Arzneimittel–Forschung 1994 (Jan); 44 (1): 75-80
Reichelt A, Forster KK, Fischer M, Rovati LC, Setnikar I
University Clinic of Orthopedics,
Rep. of Germany
Glucosamine sulfate (Dona, CAS 29031-19-4) is a drug used in the treatment of osteoarthritis. When orally given, it is more effective than placebo and at least as effective as non-steroidal anti-inflammatory drugs in relieving osteoarthritis symptoms. The aim of this multicentre, randomised, placebo-controlled, double-blind, parallel-group study was to assess the efficacy and safety of glucosamine sulfate intramuscularly given on the same parameters. 155 out-patients with knee osteoarthritis (Lequesne's criteria), radiological stage between I and III, Lequesne's severity index of at least 4 points and symptoms for at least 6 months, were treated with i.m. glucosamine sulfate (or placebo) 400 mg twice a week for 6 weeks.

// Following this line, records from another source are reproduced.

/// A property of an anchor, carried in its own table. The bitemporal
/// bookkeeping columns are always present; historization, equivalence,
/// checksums and knottedness are visible through the `is_`/`has_` getters
/// and their columns come back as options.
#[derive(Debug)]
pub struct Attribute {
    mnemonic: String,
    name: String,
    capsule: String,
    identity_column: String,
    anchor_reference: String,
    value_column: String,
    positing_column: String,
    positor_column: String,
    reliability_column: String,
    reliable_column: String,
    metadata_column: Option<String>,
    equivalent_column: Option<String>,
    checksum_column: Option<String>,
    historization: Option<Historization>,
    knot: Option<KnotLink>,
}
impl Attribute {
    pub fn mnemonic(&self) -> &str {
        &self.mnemonic
    }
    pub fn name(&self) -> &str {
        &self.name
    }
    pub fn capsule(&self) -> &str {
        &self.capsule
    }
    pub fn identity_column(&self) -> &str {
        &self.identity_column
    }
    pub fn anchor_reference(&self) -> &str {
        &self.anchor_reference
    }
    pub fn value_column(&self) -> &str {
        &self.value_column
    }
    pub fn positing_column(&self) -> &str {
        &self.positing_column
    }
    pub fn positor_column(&self) -> &str {
        &self.positor_column
    }
    pub fn reliability_column(&self) -> &str {
        &self.reliability_column
    }
    pub fn reliable_column(&self) -> &str {
        &self.reliable_column
    }
    pub fn metadata_column(&self) -> Option<&str> {
        self.metadata_column.as_deref()
    }
    pub fn is_historized(&self) -> bool {
        self.historization.is_some()
    }
    pub fn changing_column(&self) -> Option<&str> {
        self.historization
            .as_ref()
            .map(|h| h.changing_column.as_str())
    }
    pub fn time_range(&self) -> Option<&str> {
        self.historization.as_ref().map(|h| h.time_range.as_str())
    }
    pub fn is_equivalent(&self) -> bool {
        self.equivalent_column.is_some()
    }
    pub fn equivalent_column(&self) -> Option<&str> {
        self.equivalent_column.as_deref()
    }
    pub fn has_checksum(&self) -> bool {
        self.checksum_column.is_some()
    }
    pub fn checksum_column(&self) -> Option<&str> {
        self.checksum_column.as_deref()
    }
    pub fn is_knotted(&self) -> bool {
        self.knot.is_some()
    }
    pub fn knot(&self) -> Option<&Knot> {
        self.knot.as_ref().map(|link| &*link.knot)
    }
    pub fn knot_reference_column(&self) -> Option<&str> {
        self.knot.as_ref().map(|link| link.reference_column.as_str())
    }
    pub fn knot_value_column(&self) -> Option<&str> {
        self.knot.as_ref().map(|link| link.value_column.as_str())
    }
    pub fn knot_metadata_column(&self) -> Option<&str> {
        self.knot.as_ref().and_then(|link| link.metadata_column.as_deref())
    }
}

// ------------- Anchor -------------
/// An identity-bearing entity. The attributes keep their definition order,
/// which is the order every perspective lists them in.
#[derive(Debug)]
pub struct Anchor {
    mnemonic: String,
    name: String,
    capsule: String,
    identity_column: String,
    metadata_column: Option<String>,
    attributes: Vec<Attribute>,
}
impl Anchor {
    pub fn mnemonic(&self) -> &str {
        &self.mnemonic
    }
    pub fn name(&self) -> &str {
        &self.name
    }
    pub fn capsule(&self) -> &str {
        &self.capsule
    }
    pub fn identity_column(&self) -> &str {
        &self.identity_column
    }
    pub fn metadata_column(&self) -> Option<&str> {
        self.metadata_column.as_deref()
    }
    pub fn attributes(&self) -> &[Attribute] {
        &self.attributes
    }
    pub fn historized_attributes(&self) -> impl Iterator<Item = &Attribute> {
        self.attributes.iter().filter(|a| a.is_historized())
    }
    pub fn has_historized_attributes(&self) -> bool {
        self.attributes.iter().any(|a| a.is_historized())
    }
}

Clinic visits were performed at enrollment, after a 2-week baseline, at weekly intervals during treatment and 2 weeks after drug discontinuation. Responders to treatment were considered those patients with a reduction of at least 3 points in the Lequesne index, together with a positive overall judgement by the investigator. The Lequesne index was slightly over 10 points in average in both groups at the beginning of treatment. A significant decrease in the index was observed for glucosamine compared to placebo (3.3 vs. 2.0 points in average, respectively; p < 0.05, Student's t-test). The responder rate in the evaluable patients was 55% with glucosamine (n = 73) and only 33% (n = 69) with placebo (p = 0.012, Fisher's Exact Test). According to the intention-to-treat approach, considering also drop-outs, these proportions were 51% vs. 30% (p = 0.015).